2024’s public domain is a banger

A collage of works entering the public domain on January 1, 2024.ALT

They stole something from you. For decades, they stole it. That thing they stole? Your entire culture. For all of human history, works created in living memory entered the public domain every year. 40 years ago, that stopped.

First in 1976, and then again in 1998, Congress retroactively extended copyright’s duration by 20 years, for all works, including works whose authors were unknown and long dead, whose proper successors could not be located. Many of these authors were permanently erased from history as every known copy of their works disappeared before they could be brought back into our culture through reproduction, adaptation and re-use (copyright is “strict liability,” meaning that even if you pay to clear the rights to a work from someone who has good reason to believe they control those rights, if they’re wrong, you are on the hook as an infringer, and the statutory damages run to six figures).

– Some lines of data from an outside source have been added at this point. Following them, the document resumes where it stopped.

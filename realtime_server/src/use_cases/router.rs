// Best-effort delivery of outbound messages over the connection registry.

use crate::domain::UserId;
use crate::interface_adapters::protocol::ServerMessage;
use crate::use_cases::registry::{ConnectionRegistry, EgressError};
use crate::use_cases::types::Outbound;

use axum::extract::ws::Utf8Bytes;
use std::sync::Arc;
use tracing::{debug, error, warn};

/// Send-to-one and broadcast on top of [`ConnectionRegistry`].
///
/// Delivery is at-most-once: unknown or closed recipients are skipped
/// silently and a full egress queue drops the frame.
pub struct MessageRouter {
    registry: Arc<ConnectionRegistry>,
}

impl MessageRouter {
    pub fn new(registry: Arc<ConnectionRegistry>) -> Self {
        Self { registry }
    }

    pub fn registry(&self) -> &Arc<ConnectionRegistry> {
        &self.registry
    }

    /// Serializes a message once so it can be fanned out as shared bytes.
    pub fn encode(&self, msg: Outbound) -> Option<Utf8Bytes> {
        match serde_json::to_string(&ServerMessage::from(msg)) {
            Ok(txt) => Some(Utf8Bytes::from(txt)),
            Err(e) => {
                error!(error = ?e, "failed to serialize outbound message");
                None
            }
        }
    }

    pub fn send_to(&self, user_id: UserId, msg: Outbound) -> bool {
        match self.encode(msg) {
            Some(frame) => self.send_frame(user_id, frame),
            None => false,
        }
    }

    /// Queues an already-encoded frame; returns whether it was queued.
    pub fn send_frame(&self, user_id: UserId, frame: Utf8Bytes) -> bool {
        let Some(handle) = self.registry.lookup(user_id) else {
            debug!(user_id, "recipient not connected; dropping message");
            return false;
        };
        match handle.try_send(frame) {
            Ok(()) => true,
            Err(EgressError::Closed) => {
                debug!(user_id, "recipient connection closed; dropping message");
                false
            }
            Err(EgressError::Full) => {
                warn!(user_id, "egress queue full; dropping message");
                false
            }
        }
    }

    pub fn broadcast(&self, msg: Outbound) -> usize {
        self.broadcast_where(msg, |_| true)
    }

    /// Sends to every open connection whose user id matches `predicate`.
    /// Returns how many recipients the frame was queued for.
    pub fn broadcast_where(&self, msg: Outbound, predicate: impl Fn(UserId) -> bool) -> usize {
        match self.encode(msg) {
            Some(frame) => self.broadcast_frame(frame, predicate),
            None => 0,
        }
    }

    pub fn broadcast_frame(&self, frame: Utf8Bytes, predicate: impl Fn(UserId) -> bool) -> usize {
        let mut delivered = 0;
        for (user_id, handle) in self.registry.handles() {
            if !handle.is_open() || !predicate(user_id) {
                continue;
            }
            match handle.try_send(frame.clone()) {
                Ok(()) => delivered += 1,
                Err(EgressError::Full) => {
                    warn!(user_id, "egress queue full; skipping broadcast frame");
                }
                Err(EgressError::Closed) => {
                    debug!(user_id, "connection closed during broadcast");
                }
            }
        }
        delivered
    }
}

#[cfg(test)]
mod tests {
    use super::*;
    use crate::use_cases::registry::ConnectionHandle;
    use crate::use_cases::test_support::{connect, drain};

    #[test]
    fn send_to_unknown_user_is_a_noop() {
        let router = MessageRouter::new(Arc::new(ConnectionRegistry::new()));
        let msg = Outbound::CallEnd {
            from_id: 1,
            to_id: 2,
        };
        assert!(!router.send_to(2, msg));
    }

    #[test]
    fn send_to_closed_handle_never_queues() {
        let registry = Arc::new(ConnectionRegistry::new());
        let router = MessageRouter::new(Arc::clone(&registry));
        let (handle, mut rx) = ConnectionHandle::new(8);
        registry.upsert(2, handle.clone());
        handle.close();

        let msg = Outbound::CallEnd {
            from_id: 1,
            to_id: 2,
        };
        assert!(!router.send_to(2, msg));
        assert!(rx.try_recv().is_err());
    }

    #[test]
    fn frames_to_one_recipient_keep_call_order() {
        let registry = Arc::new(ConnectionRegistry::new());
        let router = MessageRouter::new(Arc::clone(&registry));
        let (_handle, mut rx) = connect(&registry, 5);

        for from_id in 1..=3 {
            router.send_to(5, Outbound::CallInvite { from_id, to_id: 5 });
        }

        let from_ids: Vec<u64> = drain(&mut rx)
            .iter()
            .map(|msg| msg["fromId"].as_u64().expect("fromId"))
            .collect();
        assert_eq!(from_ids, vec![1, 2, 3]);
    }

    #[test]
    fn broadcast_skips_full_and_filtered_recipients() {
        let registry = Arc::new(ConnectionRegistry::new());
        let router = MessageRouter::new(Arc::clone(&registry));
        let (_a, mut rx_a) = connect(&registry, 1);
        let (_b, mut rx_b) = connect(&registry, 2);
        let (full, _rx_full) = ConnectionHandle::new(1);
        full.try_send(Utf8Bytes::from("{}")).expect("prefill");
        registry.upsert(3, full);

        let delivered = router.broadcast(Outbound::ParticipantRemoved { user_id: 9 });
        assert_eq!(delivered, 2);
        assert_eq!(drain(&mut rx_a).len(), 1);
        assert_eq!(drain(&mut rx_b).len(), 1);

        let delivered =
            router.broadcast_where(Outbound::ParticipantRemoved { user_id: 9 }, |id| id != 1);
        assert_eq!(delivered, 1);
        assert!(drain(&mut rx_a).is_empty());
    }

    #[test]
    fn world_batch_is_encoded_once_for_all_recipients() {
        let registry = Arc::new(ConnectionRegistry::new());
        let router = MessageRouter::new(Arc::clone(&registry));
        let (_a, mut rx_a) = connect(&registry, 1);
        let (_b, mut rx_b) = connect(&registry, 2);

        let participants = vec![crate::domain::Participant {
            id: 1,
            model: "m".to_string(),
            colour: "c".to_string(),
            x: 0.0,
            y: 0.0,
            z: 0.0,
            heading: 0.0,
            pitch: 0.0,
            action: "Idle".to_string(),
        }];
        assert_eq!(router.broadcast(Outbound::WorldBatch { participants }), 2);

        let frame_a = rx_a.try_recv().expect("frame for 1");
        let frame_b = rx_b.try_recv().expect("frame for 2");
        assert_eq!(frame_a.as_str(), frame_b.as_str());
        assert!(frame_a.as_str().contains(r#""type":"remoteData""#));
    }
}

Works that are still in our cultural currents 50 or 70 or 90 years after their creation are an infinitesimal fraction of all the works we create as a species. But these works are – by definition – extraordinarily important to our culture. The creators who made these works were able to plunder a rich public domain of still-current works as inputs to their own enduring creations. The slow-motion arson attack on the public domain meant that two generations of creators were denied the public domain that every other creator in the history of the human race had enjoyed.

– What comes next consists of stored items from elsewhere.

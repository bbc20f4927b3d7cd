use crate::domain::{Clock, HistoryStore};
use crate::use_cases::{
    CallSignaling, ChatRelay, ConnectionRegistry, HistoryRecorder, MessageRouter, WorldBroadcaster,
};

use std::sync::Arc;
use std::time::{SystemTime, UNIX_EPOCH};

pub struct AppState {
    // Live connections keyed by user id; shared by every workflow below.
    pub registry: Arc<ConnectionRegistry>,
    pub router: Arc<MessageRouter>,
    pub signaling: Arc<CallSignaling>,
    pub world: Arc<WorldBroadcaster>,
    pub chat: Arc<ChatRelay>,
    // Read side of the history port for the HTTP query route.
    pub history: Arc<dyn HistoryStore>,
    pub clock: Arc<dyn Clock>,
    // Per-connection outbound queue depth.
    pub egress_capacity: usize,
}

impl AppState {
    pub fn new(
        history: Arc<dyn HistoryStore>,
        clock: Arc<dyn Clock>,
        egress_capacity: usize,
    ) -> Self {
        let registry = Arc::new(ConnectionRegistry::new());
        let router = Arc::new(MessageRouter::new(Arc::clone(&registry)));
        let recorder = HistoryRecorder::new(Arc::clone(&history));

        let signaling = Arc::new(CallSignaling::new(
            Arc::clone(&router),
            recorder.clone(),
            Arc::clone(&clock),
        ));
        let world = Arc::new(WorldBroadcaster::new(Arc::clone(&router)));
        let chat = Arc::new(ChatRelay::new(
            Arc::clone(&router),
            recorder,
            Arc::clone(&clock),
        ));

        Self {
            registry,
            router,
            signaling,
            world,
            chat,
            history,
            clock,
            egress_capacity,
        }
    }
}

/// Wall-clock time source used outside of tests.
#[derive(Debug, Default, Clone, Copy)]
pub struct SystemClock;

impl Clock for SystemClock {
    fn now_epoch_millis(&self) -> u64 {
        SystemTime::now()
            .duration_since(UNIX_EPOCH)
            .map(|elapsed| elapsed.as_millis() as u64)
            .unwrap_or(0)
    }
}
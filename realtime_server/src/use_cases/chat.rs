// Stateless chat relay.

use crate::domain::{Clock, HistoryEvent, UserId};
use crate::use_cases::history::HistoryRecorder;
use crate::use_cases::router::MessageRouter;
use crate::use_cases::types::Outbound;

use std::sync::Arc;
use tracing::debug;

pub struct ChatRelay {
    router: Arc<MessageRouter>,
    history: HistoryRecorder,
    clock: Arc<dyn Clock>,
}

impl ChatRelay {
    pub fn new(router: Arc<MessageRouter>, history: HistoryRecorder, clock: Arc<dyn Clock>) -> Self {
        Self {
            router,
            history,
            clock,
        }
    }

    /// Persists in the background, then delivers to the recipient and echoes
    /// to the sender so the sender's other views stay in sync.
    pub fn on_chat(&self, from_id: UserId, to_id: UserId, content: String) {
        let timestamp = self.clock.now_epoch_millis();
        self.history
            .record(HistoryEvent::chat(from_id, to_id, content.clone(), timestamp));

        let msg = Outbound::Chat {
            from_id,
            to_id,
            message: content,
            timestamp,
        };
        let Some(frame) = self.router.encode(msg) else {
            return;
        };
        let delivered = self.router.send_frame(to_id, frame.clone());
        if to_id != from_id {
            self.router.send_frame(from_id, frame);
        }
        debug!(from_id, to_id, delivered, "chat relayed");
    }
}

#[cfg(test)]
mod tests {
    use super::*;
    use crate::use_cases::registry::ConnectionRegistry;
    use crate::use_cases::test_support::{FixedClock, RecordingStore, connect, drain};

    fn relay(store: Arc<RecordingStore>) -> (Arc<ConnectionRegistry>, ChatRelay) {
        let registry = Arc::new(ConnectionRegistry::new());
        let router = Arc::new(MessageRouter::new(Arc::clone(&registry)));
        let relay = ChatRelay::new(
            router,
            HistoryRecorder::new(store),
            Arc::new(FixedClock::new(42)),
        );
        (registry, relay)
    }

    #[tokio::test]
    async fn chat_reaches_recipient_and_echoes_to_sender() {
        let store = Arc::new(RecordingStore::default());
        let (registry, relay) = relay(store.clone());
        let (_a, mut rx_a) = connect(&registry, 1);
        let (_b, mut rx_b) = connect(&registry, 2);

        relay.on_chat(1, 2, "hello".to_string());

        for rx in [&mut rx_a, &mut rx_b] {
            let msgs = drain(rx);
            assert_eq!(msgs.len(), 1);
            assert_eq!(msgs[0]["type"], "chat");
            assert_eq!(msgs[0]["fromId"], 1);
            assert_eq!(msgs[0]["toId"], 2);
            assert_eq!(msgs[0]["message"], "hello");
            assert_eq!(msgs[0]["timestamp"], 42);
        }

        let events = store.wait_for(1).await;
        assert_eq!(events[0], HistoryEvent::chat(1, 2, "hello".to_string(), 42));
    }

    #[tokio::test]
    async fn offline_recipient_still_persists_and_echoes() {
        let store = Arc::new(RecordingStore::default());
        let (registry, relay) = relay(store.clone());
        let (_a, mut rx_a) = connect(&registry, 1);

        relay.on_chat(1, 2, "are you there".to_string());

        assert_eq!(drain(&mut rx_a).len(), 1);
        assert_eq!(store.wait_for(1).await.len(), 1);
    }

    #[tokio::test]
    async fn failing_store_does_not_block_delivery() {
        let store = Arc::new(RecordingStore::failing());
        let (registry, relay) = relay(store);
        let (_b, mut rx_b) = connect(&registry, 2);

        relay.on_chat(1, 2, "hi".to_string());

        assert_eq!(drain(&mut rx_b).len(), 1);
    }
}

As 2019 drew nearer, the copyright resistance who had fought over this grew nervous, then…elated. Was Congress actually going to heed the evidence of a decades-long failed experiment and decline to extend copyright again?

https://archive.org/details/MarybethPetersFormerUsRegisterOfCopyrightsOnTermsBeingTooLong

I had pitched email debates with comrades over this. Michael S Hart, visionary founder of the Project Gutenberg, was certain it wouldn’t happen (he didn’t live to see it). But then, miraculously, astoundingly, 2019 rolled around and we got new works in the public domain!

https://web.law.duke.edu/cspd/publicdomainday/2019/

For decades, Jennifer Jenkins from the Duke Center for the Study of the Public Domain published an annual lament for the public domain works we weren’t getting that year. Jenkins painstakingly cataloged the materials that the public would be denied, though their creators had been only too happy to release them with the belief that the copyright would be 40 years shorter than it turned out.

Starting in 2019, those laments turned into celebrations, starter pistols for a generation of creators discovering a living public domain for the first time since the Carter administration. The 1923 works that entered the public domain in 2019 were mostly curiosities, but with each successive year, the public domain’s new arrivals get ever more vibrant.

The public domain shipment that arrived on January 1, 2023 was a banger: we got some Virginia Woolf, some Hemingway, some Kafka, some Faulkner, some Agatha Christie and Edith Wharton, as well as Proust and Hesse:

https://pluralistic.net/2022/12/20/free-for-2023/#oy-canada

All of Sherlock Holmes came home to the public domain last year. We also got “Ol’ Man River,” “Puttin’ On the Ritz” and “Mississippi Mud.”